Except it usually doesn’t. You fire David, hire Shelly, and six months later, Shelly isn’t motivated either.
When you have recurring behavioral issues, you don’t have a people problem. You have a power problem. Specifically, you have a malfunction in how authority, clarity, and agency are distributed in your organization.
Here are four ways power hoarding masquerades as personnel issues.
1. “Lack of Initiative” is Decision Hoarding
The Symptom: You feel frustrated that your team constantly asks for permission, waits for instructions, or refuses to “step up.” You label them passive.
The Power Problem: You have separated responsibility from authority.
You tell them they own the outcome, but you keep the keys to the mechanism (budget, sign-off, methodology). When a person has 100% accountability but only 20% authority, the rational survival strategy is passivity. They aren’t lazy; they are frozen because acting without power risks your wrath.
2. “Interpersonal Conflict” is Resource Scarcity
The Symptom: Two departments are constantly at each other’s throats. Marketing blames Sales for bad leads; Sales blames Marketing for bad messaging. It looks like a personality clash.

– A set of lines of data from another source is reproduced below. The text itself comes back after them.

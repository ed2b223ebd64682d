//! Test helpers and fixtures for meterbridge integration tests
//!
//! Deterministic signal generators plus a few engine shortcuts. Every
//! generator is pure so the same call always produces the same buffer.
//!
//! ## Tolerance Levels
//!
//! Use the appropriate tolerance from [`tolerances`] module:
//! - `FLOAT_EPSILON` (1e-6): Exact operations (constant signals)
//! - `LEVEL_EPSILON` (1e-3): Linear levels after accumulation
//! - `LOUDNESS_TOLERANCE_LU` (1.0): Absolute loudness targets
//! - `CHUNKING_TOLERANCE_LU` (0.1): Same audio, different chunking

#![allow(dead_code)]

pub mod tolerances;

use meterbridge::prelude::*;
use std::sync::Arc;

/// Default test sample rate (matches common hardware)
pub const TEST_SAMPLE_RATE: u32 = 48000;

/// Standard chunk size for deterministic testing
pub const TEST_CHUNK_FRAMES: usize = 512;

/// Create a test engine with the default configuration.
pub fn test_engine() -> MeterEngine {
    MeterEngine::builder()
        .build()
        .expect("Failed to create test engine")
}

/// Create a test engine with a specific FFT size.
pub fn test_engine_with_fft(fft_size: usize) -> MeterEngine {
    MeterEngine::builder()
        .fft_size(fft_size)
        .build()
        .expect("Failed to create test engine")
}

/// Generate a test signal: sine wave at given frequency and peak amplitude.
pub fn generate_sine(
    frequency: f64,
    amplitude: f64,
    sample_rate: u32,
    num_samples: usize,
) -> Vec<f32> {
    (0..num_samples)
        .map(|i| {
            let t = i as f64 / sample_rate as f64;
            (amplitude * (2.0 * std::f64::consts::PI * frequency * t).sin()) as f32
        })
        .collect()
}

/// Sine whose RMS is `rms_dbfs` (peak is 3.01 dB higher).
pub fn generate_sine_rms_db(
    frequency: f64,
    rms_dbfs: f64,
    sample_rate: u32,
    num_samples: usize,
) -> Vec<f32> {
    let amplitude = 10f64.powf(rms_dbfs / 20.0) * std::f64::consts::SQRT_2;
    generate_sine(frequency, amplitude, sample_rate, num_samples)
}

/// Square wave alternating between `+amplitude` and `-amplitude`.
pub fn generate_square(
    frequency: f64,
    amplitude: f32,
    sample_rate: u32,
    num_samples: usize,
) -> Vec<f32> {
    let period = sample_rate as f64 / frequency;
    (0..num_samples)
        .map(|i| {
            if (i as f64 % period) < period / 2.0 {
                amplitude
            } else {
                -amplitude
            }
        })
        .collect()
}

/// Generate silence (zero samples).
pub fn generate_silence(num_samples: usize) -> Vec<f32> {
    vec![0.0; num_samples]
}

/// Generate a DC offset signal (constant value).
pub fn generate_dc(value: f32, num_samples: usize) -> Vec<f32> {
    vec![value; num_samples]
}

/// Generate white noise (random samples in -amplitude..amplitude).
pub fn generate_noise(num_samples: usize, amplitude: f32, seed: u64) -> Vec<f32> {
    // Simple LCG for reproducible "random" noise
    let mut rng = seed;
    (0..num_samples)
        .map(|_| {
            rng = rng.wrapping_mul(6364136223846793005).wrapping_add(1);
            (((rng >> 33) as f32 / (1u64 << 31) as f32) * 2.0 - 1.0) * amplitude
        })
        .collect()
}

/// Interleave two equally long channels into L R L R ...
pub fn interleave(left: &[f32], right: &[f32]) -> Vec<f32> {
    left.iter()
        .zip(right)
        .flat_map(|(&l, &r)| [l, r])
        .collect()
}

/// Same signal on both channels.
pub fn dual_mono(signal: &[f32]) -> Vec<f32> {
    interleave(signal, signal)
}

/// Push interleaved stereo through the engine in `chunk_frames` pieces and
/// return every snapshot produced.
pub fn push_chunked(
    engine: &MeterEngine,
    interleaved: &[f32],
    chunk_frames: usize,
    sample_rate: u32,
) -> Vec<Arc<AudioMetricsSnapshot>> {
    interleaved
        .chunks(chunk_frames * 2)
        .filter_map(|chunk| {
            engine
                .push_audio(chunk, chunk.len() / 2, sample_rate, 2)
                .expect("push_audio failed")
        })
        .collect()
}

/// Push the whole buffer as one chunk.
pub fn push_all(
    engine: &MeterEngine,
    interleaved: &[f32],
    sample_rate: u32,
) -> Arc<AudioMetricsSnapshot> {
    engine
        .push_audio(interleaved, interleaved.len() / 2, sample_rate, 2)
        .expect("push_audio failed")
        .expect("non-empty chunk produces a snapshot")
}

/// Calculate RMS of a signal.
pub fn rms(samples: &[f32]) -> f32 {
    if samples.is_empty() {
        return 0.0;
    }
    let sum_sq: f64 = samples.iter().map(|&s| s as f64 * s as f64).sum();
    (sum_sq / samples.len() as f64).sqrt() as f32
}

/// Calculate peak amplitude of a signal.
pub fn peak(samples: &[f32]) -> f32 {
    samples
        .iter()
        .map(|s| s.abs())
        .fold(0.0_f32, |a, b| a.max(b))
}

/// Assert that every dB field of a snapshot respects its clamp range.
pub fn assert_snapshot_bounds(snapshot: &AudioMetricsSnapshot) {
    for ch in [&snapshot.left, &snapshot.right] {
        assert!(ch.rms >= 0.0 && ch.peak >= 0.0 && ch.peak_hold >= 0.0);
        for db in [ch.rms_db, ch.peak_db, ch.peak_hold_db] {
            assert!((-120.0..=0.0).contains(&db), "level {} out of range", db);
        }
        assert!(ch.true_peak_dbtp >= -120.0);
        assert!((0.0..=24.0).contains(&ch.crest_db));
        assert!(ch.dc_offset.is_finite());
    }
    assert!((-1.0..=1.0).contains(&snapshot.correlation));
    assert!((-1.0..=1.0).contains(&snapshot.balance));
    assert!((-30.0..=30.0).contains(&snapshot.width_db));
    assert_eq!(
        snapshot.spectrum.magnitudes_db.len(),
        snapshot.fft_size / 2 + 1
    );
    assert!(snapshot
        .spectrum
        .magnitudes_db
        .iter()
        .all(|db| (-120.0..=0.0).contains(db)));
    assert!(snapshot.loudness.range_lu >= 0.0);
}
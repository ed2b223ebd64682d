//! Real-time audio metering runtime.
//!
//! # Primary API
//!
//! - [`MeteringManager`]: session lifecycle, `push_audio` / `push_pcm`, snapshot delivery
//! - [`MeteringSession`]: the per-session state and chunk pipeline, usable on its own
//! - [`AudioMetricsSnapshot`]: immutable per-chunk measurements
//! - [`MeterConfig`]: FFT size, scope, ballistics and loudness settings
//!
//! # Feature-gated APIs
//!
//! - `"capture"`: [`CaptureStream`], [`list_capture_devices`] for CPAL input/loopback
//! - `"serialization"`: serde derives on snapshot types
//!
//! # Example
//!
//! ```
//! use meterbridge_core::{MeterConfig, MeteringManager};
//!
//! let manager = MeteringManager::new(MeterConfig::default())?;
//! manager.start(48000)?;
//!
//! let chunk = vec![0.0f32; 2 * 512];
//! let snapshot = manager.push_audio(&chunk, 512, 48000, 2)?.expect("non-empty chunk");
//! assert!(snapshot.is_silent);
//! # Ok::<(), meterbridge_core::Error>(())
//! ```

pub mod error;
pub use error::{Error, Result};

pub mod config;
pub use config::{validate_sample_rate, MeterConfig, MAX_SAMPLE_RATE, MIN_SAMPLE_RATE};

pub(crate) mod metering;
pub use metering::{
    decode_pcm, decode_pcm_into, AtomicAmplitude, AudioMetricsSnapshot, BasicLevels,
    ChannelMetrics, LoudnessMetrics, MeteringHandle, MeteringManager, MeteringSession,
    SampleFormat, SnapshotCallback,
};

pub use meterbridge_analysis::{LoudnessReading, SpectrumMetrics};

pub(crate) mod lockfree;
pub use lockfree::{AtomicCounter, AtomicFlag, AtomicFloat};

/// Shared synchronization and atomic types.
pub mod compat;

#[cfg(feature = "capture")]
mod capture;

#[cfg(feature = "capture")]
pub use capture::{list_capture_devices, CaptureConfig, CaptureStream};
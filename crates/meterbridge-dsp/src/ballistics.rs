//! Peak-hold ballistics for level meters.

/// Default hold release rate.
pub const DEFAULT_DECAY_DB_PER_SEC: f32 = 6.0;

/// Decaying peak-hold for one channel.
///
/// The hold falls exponentially at a fixed dB/s rate, scaled by the wall-clock
/// time since the previous update, and snaps up to any block peak above it.
/// While the signal is silent it additionally halves every second so a stale
/// hold does not hang around.
#[derive(Debug, Clone)]
pub struct PeakHold {
    value: f32,
    decay_db_per_sec: f32,
}

impl Default for PeakHold {
    fn default() -> Self {
        Self::new(DEFAULT_DECAY_DB_PER_SEC)
    }
}

impl PeakHold {
    pub fn new(decay_db_per_sec: f32) -> Self {
        Self {
            value: 0.0,
            decay_db_per_sec: decay_db_per_sec.max(0.0),
        }
    }

    /// Advance the hold by `elapsed_secs` and merge in `block_peak`.
    ///
    /// Negative or non-finite elapsed times are treated as zero.
    pub fn update(&mut self, block_peak: f32, elapsed_secs: f32, silent: bool) -> f32 {
        let elapsed = if elapsed_secs.is_finite() {
            elapsed_secs.max(0.0)
        } else {
            0.0
        };

        if elapsed > 0.0 {
            let decay_db = self.decay_db_per_sec * elapsed;
            self.value *= 10f32.powf(-decay_db / 20.0);
            if silent {
                self.value *= 0.5f32.powf(elapsed);
            }
        }

        let peak = if block_peak.is_finite() {
            block_peak.max(0.0)
        } else {
            0.0
        };
        if peak > self.value {
            self.value = peak;
        }
        self.value
    }

    #[inline]
    pub fn value(&self) -> f32 {
        self.value
    }

    pub fn reset(&mut self) {
        self.value = 0.0;
    }
}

The Power Problem: Structural friction.
Conflict often arises not because people hate each other, but because the organization has created a zero-sum game. If two teams have overlapping mandates but distinct KPIs, they are mathematically guaranteed to fight. This isn’t “drama”; it’s people fighting for the limited power (budget, headcount, attention) required to do their jobs.
3. “Poor Performance” is Ambiguity
The Symptom: An employee consistently delivers work that is “not quite what I wanted.” You start to doubt their competence.
The Power Problem: Hoarding clarity.
Information is power. Leaders often unconsciously hoard the “big picture,” giving the team only fragments of the puzzle. When a leader fails to translate their vision into explicit metrics, they force the team to guess. When the team guesses wrong, the leader labels it a performance issue. In reality, the leader failed to transfer the power of context.
4. “Toxic Behavior” is a Lack of Psychological Safety
The Symptom: Gossip, back-channeling, and passive-aggressive compliance.
The Power Problem: Fear-based authority.
When formal power is used punitively—where mistakes are fatal and dissent is punished—informal power structures emerge. Gossip is simply the unauthorized flow of information in a low-trust environment. If people cannot speak truth to power openly, they will do it in the breakroom. The “toxicity” is a reaction to a structure that forbids safe, open dialogue.
How to Fix the Power Grid
If you want to solve your people problems, stop looking at their personalities and start looking at your power grid.
1. Audit Decision Rights: Who has to say “yes” for work to move forward? If the answer is always you, you are the bottleneck.
2. Align Authority with Accountability: Never assign a goal without assigning the budget and decision-making power required to achieve it.
3. Democratize Information: Stop treating context like a privilege. Give your team the same data you have, and they will likely come to the same conclusions you do.
Great teams aren’t just collections of great people. They are structures where power flows to where it is needed most, rather than pooling at the top.
This week, look at the one area where your team is struggling the most. Stop asking “Why aren’t they doing it?” and start asking “What power do they lack to get it done?”